Dan ya Tuhan, sulit sekali menemukan orang yang bisa berbahasa Jawa kromo hinggil di sana. Di Jogja sudah ‘diwajibkan’ apabila bicara dengan orang yang lebih tua menggunakan bahasa Jawa Kromo Hinggil, kalau tidak? Kamu akan dianggap sebagai pemuda nggak tau diri. Saya yang tidak begitu pandai menggunakan bahasa Jawa lebih memilih menggunakan Bahasa Indonesia sebagai komunikasi saya dengan para orang tua kalau dalam situasi tertentu diharuskan berbicara yang agak lama dan panjang, itupun biasanya saya kemudian dianggap sebagai orang Jawa yang tidak njawani. Orang Jogja mengamini filosofi yang di anut oleh seorang Filsuf china kuno (lupa namanya :P) , bahwa “yang membedakan kelompok dan status sosial seseorang adalah bahasanya.” Maka dari itu mempelajari bahasa sangat penting. Apa yang keluar dari mulutmu menandakan darimana dirimu berasal. Di Joga pula, siapapun yang menanyakan sesuatu pakai bahasa kromo hinggil pasti akan di balas pakai bahasa kromo hinggil juga. Saya terbiasa dengan budaya yang seperti itu. Sayangnya di Gembili ini tidak berlaku yang begituan, anak setingkat sekolah dasar tetap menggunakan bahasa Jawa Ngoko (bahasa standar pergaulan) ketika berbicara pada kakek-kakek. Semuanya begitu. Jangan harap kamu menemukan anak yang berbicara halus pada orang tuanya.

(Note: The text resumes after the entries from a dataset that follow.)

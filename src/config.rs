use std::path::PathBuf;
use std::time::Duration;

/// Organization half of the settings store key.
pub const ORGANIZATION: &str = "Reelview";
/// Application half of the settings store key.
pub const APPLICATION: &str = "VideoPlayer";

pub const WINDOW_TITLE: &str = "Video Player";
pub const DEFAULT_WINDOW_SIZE: [f32; 2] = [800.0, 600.0];

/// Height reserved at the bottom of the window for the controls.
pub const CONTROL_STRIP_HEIGHT: f32 = 100.0;

/// Interval between playback polls.
pub const TICK_INTERVAL: Duration = Duration::from_secs(1);

pub const ICON_PATH: &str = "icon.png";

const CONFIG_DIR_ENV: &str = "REELVIEW_CONFIG_DIR";

/// Where the settings store lives.
#[derive(Debug, Clone, Default)]
pub struct PathConfig {
    /// Custom config directory (from CLI or ENV)
    pub config_dir: Option<PathBuf>,
}

impl PathConfig {
    /// Priority: CLI arg → `REELVIEW_CONFIG_DIR` → platform default.
    pub fn from_env_and_cli(cli_dir: Option<PathBuf>) -> Self {
        Self::resolve(cli_dir, std::env::var_os(CONFIG_DIR_ENV).map(PathBuf::from))
    }

    fn resolve(cli_dir: Option<PathBuf>, env_dir: Option<PathBuf>) -> Self {
        Self {
            config_dir: cli_dir.or(env_dir),
        }
    }

    /// Base directory for settings files.
    ///
    /// Platform paths when no override is set:
    /// - Linux: ~/.config
    /// - macOS: ~/Library/Application Support
    /// - Windows: %APPDATA%
    pub fn base_dir(&self) -> PathBuf {
        self.config_dir
            .clone()
            .or_else(dirs_next::config_dir)
            .unwrap_or_else(|| PathBuf::from("."))
    }

    /// Settings file for an (organization, application) pair.
    pub fn settings_file(&self, organization: &str, application: &str) -> PathBuf {
        self.base_dir()
            .join(organization)
            .join(format!("{application}.ron"))
    }
}

#[cfg(test)]
mod tests {
    use super::*;

    #[test]
    fn cli_dir_wins_over_env() {
        let config = PathConfig::resolve(Some("/cli".into()), Some("/env".into()));
        assert_eq!(config.config_dir, Some(PathBuf::from("/cli")));

        let config = PathConfig::resolve(None, Some("/env".into()));
        assert_eq!(config.config_dir, Some(PathBuf::from("/env")));
    }

    #[test]
    fn settings_file_is_keyed_by_org_and_app() {
        let config = PathConfig::resolve(Some("/tmp/cfg".into()), None);
        assert_eq!(
            config.settings_file("Acme", "Player"),
            PathBuf::from("/tmp/cfg/Acme/Player.ron")
        );
    }
}
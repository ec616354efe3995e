use std::time::{Duration, Instant};

/// Recurring task on the UI loop. The loop asks it whether a tick is due
/// each frame and how long it may sleep before the next one.
#[derive(Debug, Clone)]
pub struct Ticker {
    interval: Duration,
    next_due: Instant,
}

impl Ticker {
    /// First tick fires one interval after `start`.
    pub fn new(interval: Duration, start: Instant) -> Self {
        Self {
            interval,
            next_due: start + interval,
        }
    }

    /// True once per elapsed interval. The next deadline is measured from
    /// `now`, so late ticks are not caught up.
    pub fn poll(&mut self, now: Instant) -> bool {
        if now < self.next_due {
            return false;
        }
        self.next_due = now + self.interval;
        true
    }

    pub fn until_next(&self, now: Instant) -> Duration {
        self.next_due.saturating_duration_since(now)
    }
}

#[cfg(test)]
mod tests {
    use super::*;

    #[test]
    fn fires_once_per_interval() {
        let start = Instant::now();
        let mut ticker = Ticker::new(Duration::from_secs(1), start);

        assert!(!ticker.poll(start));
        assert!(!ticker.poll(start + Duration::from_millis(999)));
        assert!(ticker.poll(start + Duration::from_secs(1)));
        assert!(!ticker.poll(start + Duration::from_millis(1500)));
        assert!(ticker.poll(start + Duration::from_secs(2)));
    }

    #[test]
    fn late_tick_does_not_catch_up() {
        let start = Instant::now();
        let mut ticker = Ticker::new(Duration::from_secs(1), start);

        let late = start + Duration::from_millis(3500);
        assert!(ticker.poll(late));
        assert!(!ticker.poll(late + Duration::from_millis(10)));
        assert_eq!(ticker.until_next(late), Duration::from_secs(1));
    }

    #[test]
    fn until_next_saturates() {
        let start = Instant::now();
        let ticker = Ticker::new(Duration::from_secs(1), start);
        assert_eq!(ticker.until_next(start + Duration::from_secs(5)), Duration::ZERO);
    }
}
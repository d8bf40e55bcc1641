use anyhow::{bail, Context};
use crickpacks_core::{PackCatalog, PackDef, Tier};
use std::collections::HashSet;
use std::fs;
use std::path::Path;

pub const PACKS_FILE: &str = "packs.json";

// Fractional weights (4.5, 0.5) make an exact-sum check too strict.
const ODDS_SUM_EPSILON: f64 = 1e-6;

pub fn load_pack_catalog(dir: &Path) -> anyhow::Result<PackCatalog> {
    let path = dir.join(PACKS_FILE);
    let raw = fs::read_to_string(&path).with_context(|| format!("read {}", path.display()))?;
    let packs: Vec<PackDef> =
        serde_json::from_str(&raw).with_context(|| format!("parse {}", path.display()))?;
    let catalog = PackCatalog { packs };
    validate_catalog(&catalog).with_context(|| format!("validate {}", path.display()))?;
    Ok(catalog)
}

/// Falls back to the built-in catalog when no packs file is present.
pub fn load_pack_catalog_or_builtin(dir: &Path) -> anyhow::Result<PackCatalog> {
    if !dir.join(PACKS_FILE).exists() {
        return Ok(PackCatalog::builtin());
    }
    load_pack_catalog(dir)
}

pub fn validate_catalog(catalog: &PackCatalog) -> anyhow::Result<()> {
    if catalog.packs.is_empty() {
        bail!("pack catalog is empty");
    }
    let mut seen = HashSet::new();
    for pack in &catalog.packs {
        if !seen.insert(pack.kind) {
            bail!("duplicate pack {:?}", pack.kind);
        }
        if pack.price <= 0 {
            bail!("pack {:?} has non-positive price {}", pack.kind, pack.price);
        }
        if pack.draws == 0 {
            bail!("pack {:?} draws no cards", pack.kind);
        }
        if pack.odds.len() != Tier::ALL.len() {
            bail!("pack {:?} must list odds for every tier", pack.kind);
        }
        for (entry, expected) in pack.odds.iter().zip(Tier::ALL) {
            if entry.tier != expected {
                bail!(
                    "pack {:?} odds out of tier order at {:?}",
                    pack.kind,
                    entry.tier
                );
            }
            if entry.weight < 0.0 {
                bail!(
                    "pack {:?} has a negative weight for {:?}",
                    pack.kind,
                    entry.tier
                );
            }
        }
        let total: f64 = pack.odds.iter().map(|entry| entry.weight).sum();
        if (total - 100.0).abs() > ODDS_SUM_EPSILON {
            bail!("pack {:?} odds sum to {}, expected 100", pack.kind, total);
        }
    }
    Ok(())
}
use crate::{PlayerCard, RngState, Role, Stats, Tier};

pub const RATING_MIN: u8 = 60;
pub const RATING_MAX: u8 = 98;
const STAT_MIN: u8 = 50;
const STAT_MAX: u8 = 99;

const NAMES: &[&str] = &[
    "R. Sharma",
    "V. Kohli",
    "S. Gill",
    "K. Rahul",
    "S. Iyer",
    "H. Pandya",
    "R. Jadeja",
    "S. Samson",
    "J. Bumrah",
    "M. Shami",
    "Y. Chahal",
    "B. Kumar",
    "S. Yadav",
    "I. Kishan",
    "P. Shaw",
    "D. Padikkal",
    "S. Raina",
    "A. Rahane",
    "K. Williamson",
    "D. Warner",
    "B. Stokes",
    "G. Maxwell",
    "M. Marsh",
    "T. Head",
    "T. Boult",
    "R. Khan",
    "M. Starc",
    "S. Afridi",
    "N. Pooran",
    "Q. de Kock",
    "J. Root",
    "K. Mayers",
    "F. du Plessis",
    "A. Finch",
    "R. Pant",
    "S. Dhawan",
    "K. Pollard",
    "A. Russell",
    "D. Miller",
    "L. Rahul",
    "U. Malik",
    "P. Krishna",
    "R. Ashwin",
    "W. Hasaranga",
    "S. Narine",
    "M. Nabi",
    "H. Rauf",
    "M. Siraj",
    "S. Thakur",
    "A. Khan",
    "R. Gaikwad",
    "S. Jaiswal",
    "T. Varma",
    "S. Sudharsan",
    "A. Patel",
    "K. Yadav",
    "R. Bishnoi",
    "A. Khan",
    "K. Ahmed",
    "M. Agarwal",
];

const TEAMS: &[&str] = &[
    "Mumbai Mavericks",
    "Chennai Kings",
    "Delhi Dynamos",
    "Bangalore Blaze",
    "Kolkata Knights",
    "Punjab Panthers",
    "Hyderabad Hawks",
    "Rajasthan Royals",
];

/// The card catalog for one process lifetime. Immutable once generated.
#[derive(Debug, Clone)]
pub struct Roster {
    pub cards: Vec<PlayerCard>,
}

impl Roster {
    /// Builds the full catalog from the static name table. Ids start at 1
    /// and follow table order, so the same seed yields the same catalog.
    pub fn generate(rng: &mut RngState) -> Self {
        let mut cards = Vec::with_capacity(NAMES.len());
        for (index, name) in NAMES.iter().enumerate() {
            let role = Role::ALL[(rng.next_u64() % Role::ALL.len() as u64) as usize];
            let team = TEAMS[(rng.next_u64() % TEAMS.len() as u64) as usize];
            let rating = rng.range_inclusive(RATING_MIN, RATING_MAX);
            let stats = Stats {
                batting: rng.range_inclusive(STAT_MIN, STAT_MAX),
                bowling: rng.range_inclusive(STAT_MIN, STAT_MAX),
                fielding: rng.range_inclusive(STAT_MIN, STAT_MAX),
                pace: rng.range_inclusive(STAT_MIN, STAT_MAX),
            };
            cards.push(PlayerCard {
                id: index as u32 + 1,
                name: (*name).to_string(),
                team: team.to_string(),
                role,
                rating,
                tier: Tier::from_rating(rating),
                stats,
            });
        }
        Self { cards }
    }

    pub fn len(&self) -> usize {
        self.cards.len()
    }

    pub fn is_empty(&self) -> bool {
        self.cards.is_empty()
    }

    pub fn card(&self, id: u32) -> Option<&PlayerCard> {
        self.cards.iter().find(|card| card.id == id)
    }

    /// Uniform pick among the cards of one catalog tier.
    pub fn pick_from_tier<'a>(&'a self, tier: Tier, rng: &mut RngState) -> Option<&'a PlayerCard> {
        let indices: Vec<usize> = self
            .cards
            .iter()
            .enumerate()
            .filter(|(_, card)| card.tier == tier)
            .map(|(idx, _)| idx)
            .collect();
        if indices.is_empty() {
            return None;
        }
        let idx = (rng.next_u64() % indices.len() as u64) as usize;
        self.cards.get(indices[idx])
    }
}

#[cfg(test)]
mod tests {
    use super::*;

    #[test]
    fn generates_full_catalog() {
        let mut rng = RngState::from_seed(11);
        let roster = Roster::generate(&mut rng);
        assert_eq!(roster.len(), NAMES.len());
        for (index, card) in roster.cards.iter().enumerate() {
            assert_eq!(card.id, index as u32 + 1);
            assert!((RATING_MIN..=RATING_MAX).contains(&card.rating));
            assert_eq!(card.tier, Tier::from_rating(card.rating));
            for stat in [
                card.stats.batting,
                card.stats.bowling,
                card.stats.fielding,
                card.stats.pace,
            ] {
                assert!((STAT_MIN..=STAT_MAX).contains(&stat));
            }
            assert!(TEAMS.contains(&card.team.as_str()));
        }
    }

    #[test]
    fn same_seed_same_catalog() {
        let mut a = RngState::from_seed(99);
        let mut b = RngState::from_seed(99);
        assert_eq!(Roster::generate(&mut a).cards, Roster::generate(&mut b).cards);
    }

    #[test]
    fn tier_pick_honors_catalog_tier() {
        let mut rng = RngState::from_seed(3);
        let roster = Roster::generate(&mut rng);
        for tier in Tier::ALL {
            if let Some(card) = roster.pick_from_tier(tier, &mut rng) {
                assert_eq!(card.tier, tier);
            }
        }
    }

    #[test]
    fn lookup_by_id() {
        let mut rng = RngState::from_seed(5);
        let roster = Roster::generate(&mut rng);
        assert!(roster.card(1).is_some());
        assert!(roster.card(roster.len() as u32).is_some());
        assert!(roster.card(roster.len() as u32 + 1).is_none());
    }
}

Saya tidak sedang membandingkan ‘mana yang baik-dan mana yang tidak baik’ antara dua kebudayaan yang jelas berbeda lho ya, dari letak geografisnya saja sudah berbeda, tentu saja budayapun berbeda pula. Saya dari daerah pegunungan, pusat inti kerajaan (pemerintahan) dengan segala keruwetan budaya dan kekayaan filosofinya, dan Gembili ini ada di pesisir. Pesisir yang sejak dulu terkenal dengan keuletan karakternya, pekerja keras. Pesisir tempat arus lalu lintas perdagangan di Nusantara, Islam masuk berawal dari daerah pesisir, termasuk tempat transitnya perompak lautan pada zaman dahulu.

Jadi wajar saja kalau saya sedikit mengalami shock culture.

Tapi begitulah Pantura, dengan segala dinamikanya. Saya katakan berkali-kali mereka adalah pekerja yang sangat ulet. Kecil-kecil sudah berani merantau, anak lulus Sekolah Menengah sudah ngurban ke Jakarta dan kota-kota industri lainnya. Tidak memandang gender, semua merantau. Bahkan ada kesan kalau seorang laki-laki muda masih ada di desa maka dia bukanlah pemuda yang berani. Sukses saya lihat masalah belakangan, yang penting berani dulu.  

Saya yang sudah dawasa begini saja belum berani merantau sendiri, dan belum pernah melamar pekerjaan. Bagaimana mereka bisa menganggap saya banyak duit?